## [DATA EXCERPTS]

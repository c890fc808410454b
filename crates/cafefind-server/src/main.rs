mod api;
mod middleware;

use std::sync::Arc;

use cafefind_overpass::OverpassClient;
use cafefind_search::{PgVenueStore, Searcher};
use tracing_subscriber::EnvFilter;

use crate::api::{build_app, AppState};

#[tokio::main]
async fn main() -> anyhow::Result<()> {
    dotenvy::dotenv().ok();
    let config = cafefind_core::load_app_config()?;
    let env_filter = EnvFilter::try_from_default_env()
        .or_else(|_| EnvFilter::try_new(config.log_level.clone()))?;
    tracing_subscriber::fmt().with_env_filter(env_filter).init();

    let pool_config = cafefind_db::PoolConfig::from_app_config(&config);
    let pool = cafefind_db::connect_pool(&config.database_url, pool_config).await?;
    cafefind_db::run_migrations(&pool).await?;

    let searcher = Searcher::new(
        PgVenueStore::new(pool.clone()),
        OverpassClient::from_app_config(&config)?,
        config.staleness_days,
    );
    let state = AppState::new(pool, Arc::new(searcher), config.default_settings);
    let app = build_app(state);

    tracing::info!(bind_addr = %config.bind_addr, env = %config.env, "starting cafefind server");
    let listener = tokio::net::TcpListener::bind(config.bind_addr).await?;
    axum::serve(listener, app)
        .with_graceful_shutdown(shutdown_signal())
        .await?;
    Ok(())
}

async fn shutdown_signal() {
    let ctrl_c = async {
        tokio::signal::ctrl_c()
            .await
            .expect("failed to listen for ctrl-c");
    };

    #[cfg(unix)]
    let terminate = async {
        tokio::signal::unix::signal(tokio::signal::unix::SignalKind::terminate())
            .expect("failed to install signal handler")
            .recv()
            .await;
    };

    #[cfg(not(unix))]
    let terminate = std::future::pending::<()>();

    tokio::select! {
        () = ctrl_c => {},
        () = terminate => {},
    }

    tracing::info!("received shutdown signal, starting graceful shutdown");
}
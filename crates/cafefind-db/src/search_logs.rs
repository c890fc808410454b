//! Database operations for the `search_logs` table.

use cafefind_core::LocationMode;
use sqlx::PgPool;

/// Input record for a search log entry.
#[derive(Debug, Clone, Copy)]
pub struct NewSearchLog {
    pub search_lat: f64,
    pub search_lon: f64,
    pub search_mode: LocationMode,
    pub radius_km: f64,
}

/// Record a search and return the new row's `id`.
///
/// # Errors
///
/// Returns [`sqlx::Error`] if the insert fails.
pub async fn insert_search_log(pool: &PgPool, log: &NewSearchLog) -> Result<i64, sqlx::Error> {
    sqlx::query_scalar::<_, i64>(
        "INSERT INTO search_logs (search_lat, search_lon, search_mode, radius_km) \
         VALUES ($1, $2, $3, $4) \
         RETURNING id",
    )
    .bind(log.search_lat)
    .bind(log.search_lon)
    .bind(log.search_mode.as_str())
    .bind(log.radius_km)
    .fetch_one(pool)
    .await
}
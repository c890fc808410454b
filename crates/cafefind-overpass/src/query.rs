//! Overpass QL query construction.

use std::fmt::Write as _;

use cafefind_core::Location;

/// Tag criteria that identify a coffee venue. Any one match is enough.
const COFFEE_TAGS: [(&str, &str); 3] = [
    ("amenity", "cafe"),
    ("shop", "coffee"),
    ("cuisine", "coffee_shop"),
];

/// OSM element kinds queried for each tag criterion.
const ELEMENT_KINDS: [&str; 2] = ["node", "way"];

const AROUND_TIMEOUT_SECS: u32 = 25;
const COUNTRY_TIMEOUT_SECS: u32 = 60;

/// The region a query covers.
#[derive(Debug, Clone, PartialEq)]
pub enum QueryArea {
    /// A circle of `radius_m` meters around `location`.
    Around { location: Location, radius_m: u32 },
    /// A whole country, by ISO 3166-1 alpha-2 code (already validated).
    Country { iso_code: String },
}

/// Build the Overpass QL text for coffee venues in `area`.
///
/// The result unions every [`ELEMENT_KINDS`] × [`COFFEE_TAGS`] pair and ends
/// with `out center;` so ways come back with a representative point.
#[must_use]
pub fn build_query(area: &QueryArea) -> String {
    let (timeout, header, filter) = match area {
        QueryArea::Around { location, radius_m } => (
            AROUND_TIMEOUT_SECS,
            String::new(),
            format!("(around:{radius_m},{},{})", location.lat, location.lon),
        ),
        QueryArea::Country { iso_code } => (
            COUNTRY_TIMEOUT_SECS,
            format!("area[\"ISO3166-1\"=\"{iso_code}\"][admin_level=2]->.country;\n"),
            "(area.country)".to_string(),
        ),
    };

    let mut query = format!("[out:json][timeout:{timeout}];\n{header}(\n");
    for (key, value) in COFFEE_TAGS {
        for kind in ELEMENT_KINDS {
            // Writing to a String cannot fail.
            let _ = writeln!(query, "  {kind}[\"{key}\"=\"{value}\"]{filter};");
        }
    }
    query.push_str(");\nout center;\n");
    query
}
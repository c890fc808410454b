//! The venue store seam and its Postgres implementation.

use std::future::Future;

use cafefind_core::{Location, LocationMode, NewVenue, Venue};
use cafefind_db::{find_nearby_venues, insert_search_log, upsert_venues, NewSearchLog, UpsertSummary};
use sqlx::PgPool;
use thiserror::Error;

#[derive(Debug, Error)]
pub enum WriteError {
    #[error("failed to save coffee shops: {0}")]
    Database(#[from] sqlx::Error),

    #[error("failed to save coffee shops: {0}")]
    Rejected(String),
}

/// Venue persistence as the search flow sees it.
///
/// Reads are best effort and never fail: an unreadable store looks empty.
/// Writes report failure so the caller can surface it.
pub trait VenueStore: Send + Sync {
    /// Venues within `radius_km` of `location`, nearest first, at most
    /// `max_results` of them.
    fn nearby(
        &self,
        location: Location,
        radius_km: f64,
        max_results: u32,
    ) -> impl Future<Output = Vec<Venue>> + Send;

    /// Insert or overwrite `venues`, keyed on source type and id.
    fn upsert(
        &self,
        venues: &[NewVenue],
    ) -> impl Future<Output = Result<UpsertSummary, WriteError>> + Send;

    /// Record that a search was made. Best effort.
    fn record_search(
        &self,
        _location: Location,
        _mode: LocationMode,
        _radius_km: f64,
    ) -> impl Future<Output = ()> + Send {
        async {}
    }
}

/// [`VenueStore`] backed by the `coffee_shops` table.
#[derive(Debug, Clone)]
pub struct PgVenueStore {
    pool: PgPool,
}

impl PgVenueStore {
    #[must_use]
    pub fn new(pool: PgPool) -> Self {
        Self { pool }
    }

    #[must_use]
    pub fn pool(&self) -> &PgPool {
        &self.pool
    }
}

impl VenueStore for PgVenueStore {
    async fn nearby(&self, location: Location, radius_km: f64, max_results: u32) -> Vec<Venue> {
        match find_nearby_venues(&self.pool, location.lat, location.lon, radius_km, max_results)
            .await
        {
            Ok(venues) => venues,
            Err(e) => {
                tracing::error!(error = %e, "failed to read coffee shops from database");
                Vec::new()
            }
        }
    }

    async fn upsert(&self, venues: &[NewVenue]) -> Result<UpsertSummary, WriteError> {
        Ok(upsert_venues(&self.pool, venues).await?)
    }

    async fn record_search(&self, location: Location, mode: LocationMode, radius_km: f64) {
        let log = NewSearchLog {
            search_lat: location.lat,
            search_lon: location.lon,
            search_mode: mode,
            radius_km,
        };
        if let Err(e) = insert_search_log(&self.pool, &log).await {
            tracing::warn!(error = %e, "failed to record search log");
        }
    }
}
use clap::Subcommand;

/// Sub-commands available under `db`.
#[derive(Debug, Subcommand)]
pub enum DbCommands {
    /// Check that the database is reachable
    Ping,
    /// Apply pending migrations
    Migrate,
}

pub(crate) async fn run_db(pool: &sqlx::PgPool, command: DbCommands) -> anyhow::Result<()> {
    match command {
        DbCommands::Ping => {
            cafefind_db::health_check(pool).await?;
            println!("database ok");
        }
        DbCommands::Migrate => {
            let applied = cafefind_db::run_migrations(pool).await?;
            println!("applied {applied} migration(s)");
        }
    }
    Ok(())
}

## [DIRECTIONS FOR THIS TASK]
Read the listing. Report every line that includes the word "println".

## [RESPONSE AREA]
            println!("database ok");
            println!("applied {applied} migration(s)");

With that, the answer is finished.